Thousands of people with learning disabilities and autism that have detained in a mental health hospital will have their care reviewed over the next 12 months, the Government announced today.
Health secretary Matt Hancock said all 2,250 inpatients will receive a discharge date or a plan to achieve one in the next year.
The move follows a report from the Joint Committee on Human Rights that found many young people with learning disabilities and autism being detained in hospitals were being subject to ‘horrific’ treatment and conditions.
An independent panel will conduct the review with a view to providing each patient with a discharge date, or a clear explanation of why this is not appropriate.
Mr Hancock, said: ‘For those living with learning disabilities and autistic people, the current system can leave them in isolation for long periods of time, with no prospect of release into the community.

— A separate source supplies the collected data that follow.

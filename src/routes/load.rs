use super::types::RouteTable;
use crate::linter::{lint_routes, LintSeverity};
use anyhow::{bail, Context};
use std::path::Path;
use tracing::{info, warn};

fn is_yaml(path: &Path) -> bool {
    path.extension()
        .map(|ext| ext == "yaml" || ext == "yml")
        .unwrap_or(false)
}

/// Parse a route table from YAML or JSON text.
pub fn parse_route_table(content: &str, yaml: bool) -> anyhow::Result<RouteTable> {
    let table: RouteTable = if yaml {
        serde_yaml::from_str(content).context("invalid YAML route table")?
    } else {
        serde_json::from_str(content).context("invalid JSON route table")?
    };
    Ok(table)
}

/// Read and parse a route table file without linting it.
///
/// `.yaml`/`.yml` files are parsed as YAML, everything else as JSON.
pub fn read_route_table(path: &Path) -> anyhow::Result<RouteTable> {
    let content = std::fs::read_to_string(path)
        .with_context(|| format!("failed to read route table {}", path.display()))?;
    parse_route_table(&content, is_yaml(path))
        .with_context(|| format!("failed to parse route table {}", path.display()))
}

/// Load a route table file and reject it when lint errors are found.
///
/// Warnings are logged and do not block loading.
pub fn load_route_table(path: &Path) -> anyhow::Result<RouteTable> {
    let table = read_route_table(path)?;

    let issues = lint_routes(&table.constant_routes, &table.async_routes);
    let mut errors = 0usize;
    for issue in &issues {
        match issue.severity {
            LintSeverity::Error => errors += 1,
            _ => warn!(
                kind = %issue.kind,
                location = %issue.location,
                "{}",
                issue.message
            ),
        }
    }
    if errors > 0 {
        let first = issues
            .iter()
            .find(|i| i.severity == LintSeverity::Error)
            .map(|i| format!("[{}] {}: {}", i.kind, i.location, i.message))
            .unwrap_or_default();
        bail!(
            "route table {} has {} error(s); first: {}",
            path.display(),
            errors,
            first
        );
    }

    info!(
        path = %path.display(),
        constant_routes = table.constant_routes.len(),
        async_routes = table.async_routes.len(),
        "Route table loaded"
    );
    Ok(table)
}

#[cfg(test)]
mod tests {
    use super::*;
    use std::io::Write;

    #[test]
    fn test_parse_json_table() {
        let table = parse_route_table(
            r#"{"constantRoutes":[{"path":"/login","component":"views/login/index"}],
               "asyncRoutes":[{"path":"*","redirect":"/404","hidden":true}]}"#,
            false,
        )
        .unwrap();
        assert_eq!(table.constant_routes.len(), 1);
        assert_eq!(table.async_routes[0].redirect_target(), Some("/404"));
    }

    #[test]
    fn test_load_rejects_lint_errors() {
        let mut file = tempfile::Builder::new().suffix(".yaml").tempfile().unwrap();
        write!(
            file,
            r#"
constantRoutes:
  - path: /login
    component: views/login/index
  - path: /login
    component: views/login/other
asyncRoutes: []
"#
        )
        .unwrap();

        let err = load_route_table(file.path()).unwrap_err();
        assert!(err.to_string().contains("duplicate_sibling_path"));
    }

    #[test]
    fn test_load_missing_file() {
        let err = load_route_table(Path::new("/definitely/not/here.yaml")).unwrap_err();
        assert!(err.to_string().contains("failed to read route table"));
    }
}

‘I am determined to put this right and today we are committing to reviewing the care of every patient with learning disability and autism over the next 12 months – alongside a clear plan to get them discharged back into their homes and communities. I have also asked for advice on separating out the law regarding those with learning disabilities and autism from the law regarding mental health.’
Under the plans, all health and social care staff will also receive training on autism and on learning disability, backed by £1.4m of government funding.
Baroness Sheila Hollins, chair of the new panel, said: ‘Our focus will be on each person’s humanity, and entitlement to live an ordinary and safe life in a place where their own concerns and needs will be understood and met by supporters who treat them with respect and have the right skills and supervision.’
The Government has committed to reducing the number of inpatients by up to 400 by the end of March 2020.